Harem-i Hümayün Kadın Orkestrası; Osmanlı Sarayı Kadın Müzisyen Orkestra; Harem-i Humayün Müzik Enstrümanları Topluluğu
FATMA ZİNNUR HANIM Osmanlı’da batı müziğinin gelişimi bu alanda kadın müzisyenlerin de ortaya çıkmasına şahit olmuştur. Nitekim baştaki her Sultan eşlerinin, kızlarının ve hareminin batı müziği alanında eğitim görmesini önemsemiş, yurtdışından onların eğitimi için hocalar ve batı müziği enstrümanları getirtmiştir.
Erkeklerden kurulu orkestranın giremediği haremde de müzik gelişmeleri takip edilmekte olduğundan kadınlar bakır sazlardan oluşan kendi fanfarını kurmuştur.
80 kişilik bu kadınlar orkestrası Tambur Majör denilen bir kadın şef tarafından yönetilmiştir. Orkestra, ön sırasında klarnet, flüt ve birinci boru takımı olmak üzere, ikinci ve üçüncü sıralarında ikinci boru takımı, trompet, davul ve zil gibi çalgılardan oluşmaktadır.
Londra’daki The Musical Gazette dergisine İstanbul’dan yollanmış olan bir mektup da saraydaki kadınların batı müziğinin Osmanlı İmparatorluğunda hızla yayılmasının etkisinde kaldığı görüşünü desteklemektedir:
Daha Abdülmecid devrinde temelleri atılan haremdeki kadınlar orkestrasının üyeleri bu çalışmalarının yanı sıra piyano dersleri almışlar, başta Dürr-i Nigar hanım olmak üzere Donizetti Paşa tarafından yetiştirilmiş kalfalar da piyano dersleri vermişler, besteler yapmışlardır.
Abdülmecid’in gelini Arife Kadriye Sultan’ın da piyano için besteleri bulunmaktadır.

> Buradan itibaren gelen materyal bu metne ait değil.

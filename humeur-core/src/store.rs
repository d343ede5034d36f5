//! Durable key-value store abstraction
//!
//! The cache only needs opaque blobs under string keys. Hosts decide when to
//! save; nothing here runs on a timer.

use parking_lot::Mutex;
use std::collections::HashMap;
use std::sync::Arc;

use crate::PersistenceError;

/// Opaque durable store used for warm-start
pub trait PersistenceBackend: Send + Sync {
    /// Read a blob, `None` when the key was never written
    fn load(&self, key: &str) -> Result<Option<Vec<u8>>, PersistenceError>;

    /// Write a blob, replacing any previous value
    fn save(&self, key: &str, bytes: &[u8]) -> Result<(), PersistenceError>;

    /// Drop a blob; removing a missing key is not an error
    fn remove(&self, key: &str) -> Result<(), PersistenceError>;
}

/// Shared handle to a backend
pub type SharedBackend = Arc<dyn PersistenceBackend>;

/// In-process store, useful for tests and short-lived hosts
#[derive(Debug, Default)]
pub struct MemoryStore {
    blobs: Mutex<HashMap<String, Vec<u8>>>,
}

impl MemoryStore {
    pub fn new() -> Self {
        Self::default()
    }

    pub fn len(&self) -> usize {
        self.blobs.lock().len()
    }

    pub fn is_empty(&self) -> bool {
        self.blobs.lock().is_empty()
    }
}

impl PersistenceBackend for MemoryStore {
    fn load(&self, key: &str) -> Result<Option<Vec<u8>>, PersistenceError> {
        Ok(self.blobs.lock().get(key).cloned())
    }

    fn save(&self, key: &str, bytes: &[u8]) -> Result<(), PersistenceError> {
        self.blobs.lock().insert(key.to_string(), bytes.to_vec());
        Ok(())
    }

    fn remove(&self, key: &str) -> Result<(), PersistenceError> {
        self.blobs.lock().remove(key);
        Ok(())
    }
}

#[cfg(test)]
mod tests {
    use super::*;

    #[test]
    fn test_memory_store_roundtrip() {
        let store = MemoryStore::new();
        assert!(store.load("k").unwrap().is_none());

        store.save("k", b"data").unwrap();
        assert_eq!(store.load("k").unwrap().as_deref(), Some(&b"data"[..]));

        store.remove("k").unwrap();
        store.remove("k").unwrap();
        assert!(store.is_empty());
    }
}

Kadınlar orkestrasından ve batı müziği dersleri
O dönemde çocukluğu ve gençliği Çırağan sarayında geçen, kendisi de batı müziği dersleri almış ve besteler yapmış olan Leyla Saz hanımefendi de yazdığı anı kitabında kadınlar orkestrasından ve batı müziği derslerinden bahsetmektedir:
Kadınların eğitimi Çırağan ve Dolmabahçe saraylarının alt katında erkek öğretmenler tarafından sürdürülmektedir. Batı müziği eğitimi haftada iki gün yapılmaktadır. Kalfa kadınlar, başlarında uçları omuzlarına sarkıtılmış örtüler ve günlük giysileriyle derse girmekte, kalfaların yanı sıra, harem ağaları ve dans eden kızlara hizmet eden cariyeler de orada hazır bulunmaktadır. Saraydaki küçük kızların da ses yapmamak koşuluyla dersleri dinlemelerine izin verilmektedir; böylelikle onların da batı müziğine kulak dolgunluğunun oluşması sağlanmaktadır.
Harem-i Hümayün orkestrası
Harem-i Hümayün’ün kadınlardan oluşan orkestrası en az Muzıka-ı Hümayün’ün erkeklerden oluşan orkestrası kadar başarılıdır. 1861’de Vahdettin doğduğunda Muzıka-ı Hümayün orkestrası sarayın bahçesinde kapı önünde, kadınlar orkestrası ise bahçe kapısına yakın bir yerden paravana arkasında sırayla çalmışlardır.
Kadın müzisyenler Orkestrası Üniformaları
Kadın müzisyenler giydikleri kıyafetle ve kısa kesimli saçlarıyla erkekleri andırmaktadırlar. Üniformaları defne yaprağı işlenmiş iki santimetre genişliğinde sırma zırhlı narçiçeği renginde kadife bir pantolon ve etekleri, kolları ve boyun kısmı yine sırma işlemeli birer ceketten oluşmaktadır. Başlarına kıyafetlerinin kumaşından kenarı zırhlı ve ferahili fes, ayaklarına ise parlak ayakkabılar giymektedirler.